- _Problem to work on_
Report each line of the entries that contains the word "directory", copied in full.

- _Dataset excerpts_
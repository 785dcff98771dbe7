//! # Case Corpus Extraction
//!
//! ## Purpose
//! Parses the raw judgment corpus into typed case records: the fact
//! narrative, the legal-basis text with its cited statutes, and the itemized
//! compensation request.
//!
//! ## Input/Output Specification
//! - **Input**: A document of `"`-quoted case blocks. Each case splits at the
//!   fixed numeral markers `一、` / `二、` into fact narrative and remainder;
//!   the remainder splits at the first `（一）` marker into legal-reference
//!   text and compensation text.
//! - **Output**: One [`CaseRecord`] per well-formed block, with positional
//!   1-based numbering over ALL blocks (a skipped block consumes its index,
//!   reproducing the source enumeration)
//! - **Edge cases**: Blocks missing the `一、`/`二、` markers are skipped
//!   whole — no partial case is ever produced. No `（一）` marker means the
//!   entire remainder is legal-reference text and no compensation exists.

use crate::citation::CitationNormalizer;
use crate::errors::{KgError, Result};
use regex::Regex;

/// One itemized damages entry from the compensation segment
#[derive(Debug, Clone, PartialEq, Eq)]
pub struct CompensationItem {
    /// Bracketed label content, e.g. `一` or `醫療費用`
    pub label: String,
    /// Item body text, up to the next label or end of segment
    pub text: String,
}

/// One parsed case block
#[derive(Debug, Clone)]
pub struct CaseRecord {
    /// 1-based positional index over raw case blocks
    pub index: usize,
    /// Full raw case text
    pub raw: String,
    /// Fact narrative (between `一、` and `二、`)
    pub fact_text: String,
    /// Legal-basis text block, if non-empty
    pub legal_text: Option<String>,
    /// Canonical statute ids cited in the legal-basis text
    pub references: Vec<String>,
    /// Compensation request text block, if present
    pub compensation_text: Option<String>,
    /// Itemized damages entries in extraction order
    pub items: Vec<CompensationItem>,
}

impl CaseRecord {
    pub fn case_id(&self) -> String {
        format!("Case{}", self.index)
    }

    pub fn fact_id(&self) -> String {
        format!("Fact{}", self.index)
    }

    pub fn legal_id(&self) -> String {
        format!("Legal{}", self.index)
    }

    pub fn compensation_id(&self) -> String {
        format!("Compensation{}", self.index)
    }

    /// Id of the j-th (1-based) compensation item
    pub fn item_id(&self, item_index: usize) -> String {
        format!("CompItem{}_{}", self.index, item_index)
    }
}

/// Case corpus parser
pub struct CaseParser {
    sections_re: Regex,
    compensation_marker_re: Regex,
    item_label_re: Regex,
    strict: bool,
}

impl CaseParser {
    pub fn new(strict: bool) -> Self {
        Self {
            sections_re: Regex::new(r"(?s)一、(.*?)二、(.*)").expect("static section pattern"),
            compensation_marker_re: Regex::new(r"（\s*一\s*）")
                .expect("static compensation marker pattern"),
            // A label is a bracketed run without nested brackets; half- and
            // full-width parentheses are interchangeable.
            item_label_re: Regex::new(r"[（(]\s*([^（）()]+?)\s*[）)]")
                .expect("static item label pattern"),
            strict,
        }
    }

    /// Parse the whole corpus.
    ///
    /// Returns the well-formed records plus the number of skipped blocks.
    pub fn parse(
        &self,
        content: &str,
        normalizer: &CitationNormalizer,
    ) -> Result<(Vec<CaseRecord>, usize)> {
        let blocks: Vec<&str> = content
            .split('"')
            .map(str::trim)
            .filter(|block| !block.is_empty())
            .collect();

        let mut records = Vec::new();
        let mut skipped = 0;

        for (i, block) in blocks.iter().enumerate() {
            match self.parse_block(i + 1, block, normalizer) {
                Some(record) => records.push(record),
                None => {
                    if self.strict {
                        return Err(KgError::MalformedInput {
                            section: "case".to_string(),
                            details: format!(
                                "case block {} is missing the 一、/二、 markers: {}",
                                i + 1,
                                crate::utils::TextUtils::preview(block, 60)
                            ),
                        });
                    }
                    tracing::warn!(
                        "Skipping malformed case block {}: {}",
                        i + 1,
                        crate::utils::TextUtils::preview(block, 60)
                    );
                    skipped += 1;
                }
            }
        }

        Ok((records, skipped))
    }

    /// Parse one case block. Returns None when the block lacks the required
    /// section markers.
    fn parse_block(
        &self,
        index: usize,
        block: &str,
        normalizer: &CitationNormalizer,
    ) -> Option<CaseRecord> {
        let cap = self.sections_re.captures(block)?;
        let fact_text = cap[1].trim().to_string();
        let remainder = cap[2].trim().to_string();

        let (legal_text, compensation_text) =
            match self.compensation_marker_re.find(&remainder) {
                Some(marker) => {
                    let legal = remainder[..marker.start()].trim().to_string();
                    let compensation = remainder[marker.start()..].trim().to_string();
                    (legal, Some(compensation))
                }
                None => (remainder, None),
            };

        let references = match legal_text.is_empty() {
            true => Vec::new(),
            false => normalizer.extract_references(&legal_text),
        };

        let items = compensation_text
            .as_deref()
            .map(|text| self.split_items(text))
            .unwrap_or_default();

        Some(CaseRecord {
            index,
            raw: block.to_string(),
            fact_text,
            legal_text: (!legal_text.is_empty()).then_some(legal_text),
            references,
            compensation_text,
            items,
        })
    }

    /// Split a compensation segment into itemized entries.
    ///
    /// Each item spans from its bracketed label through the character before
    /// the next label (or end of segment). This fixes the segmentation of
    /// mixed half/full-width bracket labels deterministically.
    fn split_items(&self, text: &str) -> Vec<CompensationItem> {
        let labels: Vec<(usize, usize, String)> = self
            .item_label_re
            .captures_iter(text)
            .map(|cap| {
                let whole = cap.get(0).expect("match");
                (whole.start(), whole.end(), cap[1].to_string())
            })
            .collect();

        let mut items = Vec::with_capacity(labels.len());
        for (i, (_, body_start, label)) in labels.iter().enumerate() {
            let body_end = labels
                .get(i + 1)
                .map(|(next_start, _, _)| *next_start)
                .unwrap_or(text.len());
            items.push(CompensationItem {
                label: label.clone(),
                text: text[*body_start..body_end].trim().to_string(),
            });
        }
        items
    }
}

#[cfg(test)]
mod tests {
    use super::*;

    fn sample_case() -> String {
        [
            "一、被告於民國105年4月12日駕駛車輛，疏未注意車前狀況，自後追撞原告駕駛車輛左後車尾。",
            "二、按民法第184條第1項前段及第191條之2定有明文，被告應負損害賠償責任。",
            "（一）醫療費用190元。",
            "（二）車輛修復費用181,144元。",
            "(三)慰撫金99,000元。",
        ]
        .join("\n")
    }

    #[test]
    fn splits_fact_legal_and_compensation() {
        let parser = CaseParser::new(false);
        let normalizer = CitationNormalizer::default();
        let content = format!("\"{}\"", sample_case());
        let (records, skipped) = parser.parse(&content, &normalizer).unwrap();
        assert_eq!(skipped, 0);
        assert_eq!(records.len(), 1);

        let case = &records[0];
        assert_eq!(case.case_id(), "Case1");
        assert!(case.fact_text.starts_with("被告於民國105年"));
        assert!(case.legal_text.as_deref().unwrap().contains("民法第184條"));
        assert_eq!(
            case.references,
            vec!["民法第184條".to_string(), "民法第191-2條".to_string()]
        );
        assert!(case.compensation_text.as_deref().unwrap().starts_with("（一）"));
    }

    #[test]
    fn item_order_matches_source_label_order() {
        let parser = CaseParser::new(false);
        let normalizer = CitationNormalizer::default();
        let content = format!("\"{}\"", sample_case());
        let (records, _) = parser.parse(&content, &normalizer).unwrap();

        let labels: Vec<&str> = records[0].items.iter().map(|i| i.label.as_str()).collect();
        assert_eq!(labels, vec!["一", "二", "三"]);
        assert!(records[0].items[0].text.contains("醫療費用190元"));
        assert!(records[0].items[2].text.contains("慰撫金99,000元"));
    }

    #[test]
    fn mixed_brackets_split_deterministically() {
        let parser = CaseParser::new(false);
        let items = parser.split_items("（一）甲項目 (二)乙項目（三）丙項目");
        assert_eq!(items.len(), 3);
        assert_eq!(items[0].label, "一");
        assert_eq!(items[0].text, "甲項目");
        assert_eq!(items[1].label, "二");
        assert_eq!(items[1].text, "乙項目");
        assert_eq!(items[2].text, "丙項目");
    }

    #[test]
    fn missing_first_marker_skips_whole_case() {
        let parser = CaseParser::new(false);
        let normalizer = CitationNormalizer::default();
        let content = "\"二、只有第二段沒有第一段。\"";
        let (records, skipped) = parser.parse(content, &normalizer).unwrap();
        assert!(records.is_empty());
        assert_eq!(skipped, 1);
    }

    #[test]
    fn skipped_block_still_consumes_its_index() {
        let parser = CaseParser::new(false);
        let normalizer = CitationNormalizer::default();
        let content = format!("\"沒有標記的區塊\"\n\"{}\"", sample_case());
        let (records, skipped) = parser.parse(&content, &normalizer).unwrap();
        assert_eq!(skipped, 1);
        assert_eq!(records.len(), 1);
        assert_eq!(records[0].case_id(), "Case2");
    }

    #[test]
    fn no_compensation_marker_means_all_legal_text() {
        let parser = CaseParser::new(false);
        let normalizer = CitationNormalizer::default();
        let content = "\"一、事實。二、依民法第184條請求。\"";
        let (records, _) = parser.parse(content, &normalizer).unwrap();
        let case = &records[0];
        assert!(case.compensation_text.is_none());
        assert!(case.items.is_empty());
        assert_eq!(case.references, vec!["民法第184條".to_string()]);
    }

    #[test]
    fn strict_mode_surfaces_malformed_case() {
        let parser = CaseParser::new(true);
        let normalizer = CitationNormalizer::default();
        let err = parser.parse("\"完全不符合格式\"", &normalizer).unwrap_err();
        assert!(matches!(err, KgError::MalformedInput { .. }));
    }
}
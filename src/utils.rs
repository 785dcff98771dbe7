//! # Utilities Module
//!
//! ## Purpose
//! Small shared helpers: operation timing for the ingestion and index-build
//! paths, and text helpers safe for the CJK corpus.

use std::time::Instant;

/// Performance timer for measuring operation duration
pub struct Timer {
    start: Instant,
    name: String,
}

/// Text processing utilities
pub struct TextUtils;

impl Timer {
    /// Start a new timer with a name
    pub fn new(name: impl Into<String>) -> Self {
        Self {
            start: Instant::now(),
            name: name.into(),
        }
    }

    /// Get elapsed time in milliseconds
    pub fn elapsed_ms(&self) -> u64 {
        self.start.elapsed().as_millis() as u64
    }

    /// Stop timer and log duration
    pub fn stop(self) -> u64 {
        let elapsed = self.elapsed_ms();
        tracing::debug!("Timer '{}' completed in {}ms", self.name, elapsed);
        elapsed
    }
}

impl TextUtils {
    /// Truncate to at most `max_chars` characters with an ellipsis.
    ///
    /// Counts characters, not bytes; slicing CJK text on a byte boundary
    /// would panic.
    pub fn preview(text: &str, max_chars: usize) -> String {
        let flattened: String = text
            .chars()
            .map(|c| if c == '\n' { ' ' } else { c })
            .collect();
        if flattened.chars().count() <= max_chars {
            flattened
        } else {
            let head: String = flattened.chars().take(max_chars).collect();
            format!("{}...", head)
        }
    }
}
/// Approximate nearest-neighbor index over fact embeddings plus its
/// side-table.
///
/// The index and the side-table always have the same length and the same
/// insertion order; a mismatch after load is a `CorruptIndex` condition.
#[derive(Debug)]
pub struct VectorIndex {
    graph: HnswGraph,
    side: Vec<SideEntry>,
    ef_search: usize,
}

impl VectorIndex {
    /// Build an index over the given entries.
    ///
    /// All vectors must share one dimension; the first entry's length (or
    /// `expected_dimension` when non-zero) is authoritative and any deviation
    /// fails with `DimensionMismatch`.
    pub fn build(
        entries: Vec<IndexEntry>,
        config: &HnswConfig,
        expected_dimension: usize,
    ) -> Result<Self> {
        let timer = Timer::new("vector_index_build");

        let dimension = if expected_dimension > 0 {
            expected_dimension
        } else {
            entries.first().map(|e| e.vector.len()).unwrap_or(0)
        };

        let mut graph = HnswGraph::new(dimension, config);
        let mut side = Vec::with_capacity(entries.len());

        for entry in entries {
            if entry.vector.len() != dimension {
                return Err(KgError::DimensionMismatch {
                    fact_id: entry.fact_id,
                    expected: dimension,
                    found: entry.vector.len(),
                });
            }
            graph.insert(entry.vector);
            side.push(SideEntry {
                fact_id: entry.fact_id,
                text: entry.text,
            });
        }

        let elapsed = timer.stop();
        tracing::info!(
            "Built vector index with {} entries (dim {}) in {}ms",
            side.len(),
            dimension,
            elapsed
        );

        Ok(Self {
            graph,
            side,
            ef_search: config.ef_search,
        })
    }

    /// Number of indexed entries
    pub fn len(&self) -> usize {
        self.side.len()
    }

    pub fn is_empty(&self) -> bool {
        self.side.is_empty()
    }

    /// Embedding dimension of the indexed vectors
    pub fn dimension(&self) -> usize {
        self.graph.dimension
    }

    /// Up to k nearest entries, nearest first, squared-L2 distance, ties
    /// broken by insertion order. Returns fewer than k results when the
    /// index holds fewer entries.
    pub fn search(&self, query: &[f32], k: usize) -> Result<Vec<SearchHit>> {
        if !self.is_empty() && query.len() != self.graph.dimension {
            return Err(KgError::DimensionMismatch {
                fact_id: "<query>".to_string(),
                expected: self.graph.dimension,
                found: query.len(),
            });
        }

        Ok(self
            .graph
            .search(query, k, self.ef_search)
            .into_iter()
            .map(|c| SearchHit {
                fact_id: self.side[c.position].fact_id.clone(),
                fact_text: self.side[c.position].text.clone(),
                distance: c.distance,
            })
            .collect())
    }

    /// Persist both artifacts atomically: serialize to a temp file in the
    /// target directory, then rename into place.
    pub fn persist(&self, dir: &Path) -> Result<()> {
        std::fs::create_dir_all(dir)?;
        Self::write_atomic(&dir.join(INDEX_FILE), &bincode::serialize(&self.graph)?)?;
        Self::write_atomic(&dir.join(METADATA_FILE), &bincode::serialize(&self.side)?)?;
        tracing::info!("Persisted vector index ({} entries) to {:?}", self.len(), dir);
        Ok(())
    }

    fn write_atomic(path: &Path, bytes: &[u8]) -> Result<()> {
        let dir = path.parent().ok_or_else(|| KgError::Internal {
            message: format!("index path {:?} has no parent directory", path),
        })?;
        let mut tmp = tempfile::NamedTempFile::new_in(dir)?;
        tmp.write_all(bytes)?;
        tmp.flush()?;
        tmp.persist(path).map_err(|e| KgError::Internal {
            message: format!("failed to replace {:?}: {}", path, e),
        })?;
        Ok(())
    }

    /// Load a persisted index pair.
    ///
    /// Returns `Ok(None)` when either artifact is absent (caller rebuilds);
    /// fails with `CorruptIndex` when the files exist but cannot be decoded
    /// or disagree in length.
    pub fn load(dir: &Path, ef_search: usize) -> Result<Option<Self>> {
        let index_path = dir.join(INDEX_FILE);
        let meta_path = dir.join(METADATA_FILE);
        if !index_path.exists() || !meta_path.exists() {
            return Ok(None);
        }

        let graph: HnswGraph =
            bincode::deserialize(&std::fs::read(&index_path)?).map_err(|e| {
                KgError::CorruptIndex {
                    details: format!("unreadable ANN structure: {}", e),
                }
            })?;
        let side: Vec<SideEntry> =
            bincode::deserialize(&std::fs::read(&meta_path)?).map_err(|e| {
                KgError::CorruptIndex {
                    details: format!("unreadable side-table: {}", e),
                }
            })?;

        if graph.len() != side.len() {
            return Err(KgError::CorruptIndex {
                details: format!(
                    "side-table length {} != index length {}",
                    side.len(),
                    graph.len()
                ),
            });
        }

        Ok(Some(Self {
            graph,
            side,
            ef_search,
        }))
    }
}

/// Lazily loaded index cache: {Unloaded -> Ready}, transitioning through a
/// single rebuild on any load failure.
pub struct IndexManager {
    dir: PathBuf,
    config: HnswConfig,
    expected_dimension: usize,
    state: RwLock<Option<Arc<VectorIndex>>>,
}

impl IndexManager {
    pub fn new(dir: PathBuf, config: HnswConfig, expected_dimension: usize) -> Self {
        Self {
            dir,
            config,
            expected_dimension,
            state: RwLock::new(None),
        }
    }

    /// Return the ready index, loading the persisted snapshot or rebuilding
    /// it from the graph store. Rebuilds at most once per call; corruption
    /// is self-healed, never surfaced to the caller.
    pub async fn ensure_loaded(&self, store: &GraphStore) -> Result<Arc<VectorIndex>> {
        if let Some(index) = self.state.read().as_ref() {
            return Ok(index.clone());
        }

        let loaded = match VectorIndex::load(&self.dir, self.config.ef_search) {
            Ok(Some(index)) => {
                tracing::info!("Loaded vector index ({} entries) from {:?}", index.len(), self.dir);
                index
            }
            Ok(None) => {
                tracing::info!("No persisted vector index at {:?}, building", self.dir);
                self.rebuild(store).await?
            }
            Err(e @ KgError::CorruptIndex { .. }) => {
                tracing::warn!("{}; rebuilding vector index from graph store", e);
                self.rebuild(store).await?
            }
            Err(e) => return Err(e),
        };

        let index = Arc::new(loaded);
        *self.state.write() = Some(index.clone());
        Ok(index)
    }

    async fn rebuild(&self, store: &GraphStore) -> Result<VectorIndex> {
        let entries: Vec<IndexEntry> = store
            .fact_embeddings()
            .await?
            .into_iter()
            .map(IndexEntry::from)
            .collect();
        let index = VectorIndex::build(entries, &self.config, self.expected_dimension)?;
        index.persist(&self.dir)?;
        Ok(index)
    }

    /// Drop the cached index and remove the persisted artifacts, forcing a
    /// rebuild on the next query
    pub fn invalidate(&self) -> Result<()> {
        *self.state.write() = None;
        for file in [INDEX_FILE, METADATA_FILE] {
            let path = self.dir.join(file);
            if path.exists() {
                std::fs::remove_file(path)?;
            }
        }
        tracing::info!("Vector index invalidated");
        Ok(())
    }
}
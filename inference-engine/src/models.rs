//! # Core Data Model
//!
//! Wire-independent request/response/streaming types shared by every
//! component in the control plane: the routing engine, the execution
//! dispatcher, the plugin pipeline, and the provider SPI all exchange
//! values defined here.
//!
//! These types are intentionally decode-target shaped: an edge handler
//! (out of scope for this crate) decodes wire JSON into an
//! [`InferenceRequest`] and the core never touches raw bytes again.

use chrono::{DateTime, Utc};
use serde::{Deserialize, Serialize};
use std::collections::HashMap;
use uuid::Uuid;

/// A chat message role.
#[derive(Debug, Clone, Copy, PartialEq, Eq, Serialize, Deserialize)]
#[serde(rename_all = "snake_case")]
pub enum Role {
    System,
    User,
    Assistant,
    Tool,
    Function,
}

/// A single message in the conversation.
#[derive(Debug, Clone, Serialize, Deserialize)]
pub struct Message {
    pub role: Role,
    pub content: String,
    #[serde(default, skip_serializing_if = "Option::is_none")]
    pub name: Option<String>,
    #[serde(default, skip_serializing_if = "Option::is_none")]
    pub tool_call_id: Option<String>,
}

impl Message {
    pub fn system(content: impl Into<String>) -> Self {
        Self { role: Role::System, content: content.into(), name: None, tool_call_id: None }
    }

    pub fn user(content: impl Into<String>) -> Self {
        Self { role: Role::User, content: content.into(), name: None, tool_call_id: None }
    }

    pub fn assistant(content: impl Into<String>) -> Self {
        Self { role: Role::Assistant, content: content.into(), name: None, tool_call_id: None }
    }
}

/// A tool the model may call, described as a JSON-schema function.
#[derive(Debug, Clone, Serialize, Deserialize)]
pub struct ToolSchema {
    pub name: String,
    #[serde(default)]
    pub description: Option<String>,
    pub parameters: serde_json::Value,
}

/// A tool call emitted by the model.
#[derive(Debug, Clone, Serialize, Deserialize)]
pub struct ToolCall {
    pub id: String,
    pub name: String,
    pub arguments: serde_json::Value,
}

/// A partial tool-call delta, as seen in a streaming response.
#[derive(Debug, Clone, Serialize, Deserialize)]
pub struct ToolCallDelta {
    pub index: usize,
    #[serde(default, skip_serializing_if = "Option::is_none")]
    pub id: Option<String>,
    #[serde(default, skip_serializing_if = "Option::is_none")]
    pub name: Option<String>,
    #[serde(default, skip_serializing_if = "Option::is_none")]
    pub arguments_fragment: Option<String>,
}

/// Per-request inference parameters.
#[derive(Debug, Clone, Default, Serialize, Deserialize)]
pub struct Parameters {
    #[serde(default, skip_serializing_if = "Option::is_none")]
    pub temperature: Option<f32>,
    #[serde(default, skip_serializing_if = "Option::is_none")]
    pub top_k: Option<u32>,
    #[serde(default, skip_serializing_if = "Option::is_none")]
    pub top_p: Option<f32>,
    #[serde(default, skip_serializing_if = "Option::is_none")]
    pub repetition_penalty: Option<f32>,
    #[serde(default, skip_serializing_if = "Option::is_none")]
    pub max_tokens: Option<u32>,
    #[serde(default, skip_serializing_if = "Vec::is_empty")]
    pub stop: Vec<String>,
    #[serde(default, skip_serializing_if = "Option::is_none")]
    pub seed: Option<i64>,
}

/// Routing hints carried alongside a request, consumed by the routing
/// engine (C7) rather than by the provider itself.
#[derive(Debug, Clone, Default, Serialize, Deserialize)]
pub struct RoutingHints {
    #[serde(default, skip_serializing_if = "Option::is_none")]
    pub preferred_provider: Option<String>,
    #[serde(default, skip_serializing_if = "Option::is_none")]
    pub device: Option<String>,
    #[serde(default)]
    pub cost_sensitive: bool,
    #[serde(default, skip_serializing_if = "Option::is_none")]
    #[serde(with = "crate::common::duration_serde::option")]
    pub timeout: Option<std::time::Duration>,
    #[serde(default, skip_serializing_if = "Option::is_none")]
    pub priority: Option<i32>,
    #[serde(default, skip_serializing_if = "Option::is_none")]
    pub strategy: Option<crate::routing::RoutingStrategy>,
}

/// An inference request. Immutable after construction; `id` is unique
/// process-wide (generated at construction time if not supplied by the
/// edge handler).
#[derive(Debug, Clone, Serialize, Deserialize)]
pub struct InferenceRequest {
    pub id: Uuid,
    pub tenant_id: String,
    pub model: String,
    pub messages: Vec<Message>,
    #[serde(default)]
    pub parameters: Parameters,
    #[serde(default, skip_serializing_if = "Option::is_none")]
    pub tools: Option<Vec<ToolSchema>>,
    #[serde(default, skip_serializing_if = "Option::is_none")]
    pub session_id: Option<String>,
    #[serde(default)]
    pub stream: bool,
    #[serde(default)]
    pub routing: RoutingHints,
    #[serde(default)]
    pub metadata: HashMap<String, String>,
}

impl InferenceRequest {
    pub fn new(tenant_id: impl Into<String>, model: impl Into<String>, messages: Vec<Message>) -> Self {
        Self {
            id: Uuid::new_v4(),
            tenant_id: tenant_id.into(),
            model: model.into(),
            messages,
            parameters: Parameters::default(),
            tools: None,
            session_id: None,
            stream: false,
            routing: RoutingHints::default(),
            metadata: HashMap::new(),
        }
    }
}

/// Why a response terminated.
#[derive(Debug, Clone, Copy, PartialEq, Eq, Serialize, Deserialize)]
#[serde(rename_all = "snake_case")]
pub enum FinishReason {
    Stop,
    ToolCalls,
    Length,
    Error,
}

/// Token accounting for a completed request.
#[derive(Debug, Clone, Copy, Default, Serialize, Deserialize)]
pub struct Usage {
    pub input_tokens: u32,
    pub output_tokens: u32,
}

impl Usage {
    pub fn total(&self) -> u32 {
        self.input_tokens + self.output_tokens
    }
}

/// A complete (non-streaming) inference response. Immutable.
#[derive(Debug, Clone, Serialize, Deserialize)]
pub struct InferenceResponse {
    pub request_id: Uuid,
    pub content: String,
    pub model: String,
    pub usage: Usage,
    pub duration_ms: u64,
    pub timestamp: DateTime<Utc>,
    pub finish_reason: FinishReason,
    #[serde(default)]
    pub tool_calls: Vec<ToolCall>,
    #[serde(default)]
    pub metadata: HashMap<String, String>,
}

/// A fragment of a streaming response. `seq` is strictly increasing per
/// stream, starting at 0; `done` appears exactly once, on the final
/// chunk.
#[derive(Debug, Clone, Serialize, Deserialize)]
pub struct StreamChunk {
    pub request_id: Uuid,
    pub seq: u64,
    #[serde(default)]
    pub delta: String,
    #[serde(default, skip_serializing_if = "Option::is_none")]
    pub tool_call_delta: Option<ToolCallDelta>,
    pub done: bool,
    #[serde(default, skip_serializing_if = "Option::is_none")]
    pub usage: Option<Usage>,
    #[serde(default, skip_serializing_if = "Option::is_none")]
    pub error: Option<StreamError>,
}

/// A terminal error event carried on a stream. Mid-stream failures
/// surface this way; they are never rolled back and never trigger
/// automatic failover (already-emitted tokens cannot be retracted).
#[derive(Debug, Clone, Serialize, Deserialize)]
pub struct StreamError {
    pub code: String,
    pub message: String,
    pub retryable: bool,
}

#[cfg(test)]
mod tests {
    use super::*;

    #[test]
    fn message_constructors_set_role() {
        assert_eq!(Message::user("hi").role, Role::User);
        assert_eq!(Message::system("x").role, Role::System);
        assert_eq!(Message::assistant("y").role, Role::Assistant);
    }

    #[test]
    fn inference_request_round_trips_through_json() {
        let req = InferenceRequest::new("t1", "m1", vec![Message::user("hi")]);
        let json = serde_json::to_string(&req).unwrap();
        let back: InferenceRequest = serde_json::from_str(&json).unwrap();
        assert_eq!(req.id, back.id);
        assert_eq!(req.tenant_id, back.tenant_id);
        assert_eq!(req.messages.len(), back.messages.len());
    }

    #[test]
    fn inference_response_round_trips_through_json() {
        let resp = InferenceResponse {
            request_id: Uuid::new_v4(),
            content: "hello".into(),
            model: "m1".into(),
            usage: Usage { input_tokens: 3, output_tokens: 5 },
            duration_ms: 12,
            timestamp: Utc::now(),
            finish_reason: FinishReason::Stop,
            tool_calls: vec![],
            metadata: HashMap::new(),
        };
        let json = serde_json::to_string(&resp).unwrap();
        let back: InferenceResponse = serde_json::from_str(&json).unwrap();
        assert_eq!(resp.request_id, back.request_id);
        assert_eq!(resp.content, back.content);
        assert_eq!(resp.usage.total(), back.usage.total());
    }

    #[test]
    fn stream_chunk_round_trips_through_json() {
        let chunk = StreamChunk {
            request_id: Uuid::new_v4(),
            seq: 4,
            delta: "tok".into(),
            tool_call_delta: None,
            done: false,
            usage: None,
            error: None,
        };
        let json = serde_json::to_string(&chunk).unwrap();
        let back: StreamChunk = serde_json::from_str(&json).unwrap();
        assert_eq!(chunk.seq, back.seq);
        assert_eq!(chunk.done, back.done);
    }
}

- _Exercise solution_
    /// target directory, then rename into place.
            message: format!("index path {:?} has no parent directory", path),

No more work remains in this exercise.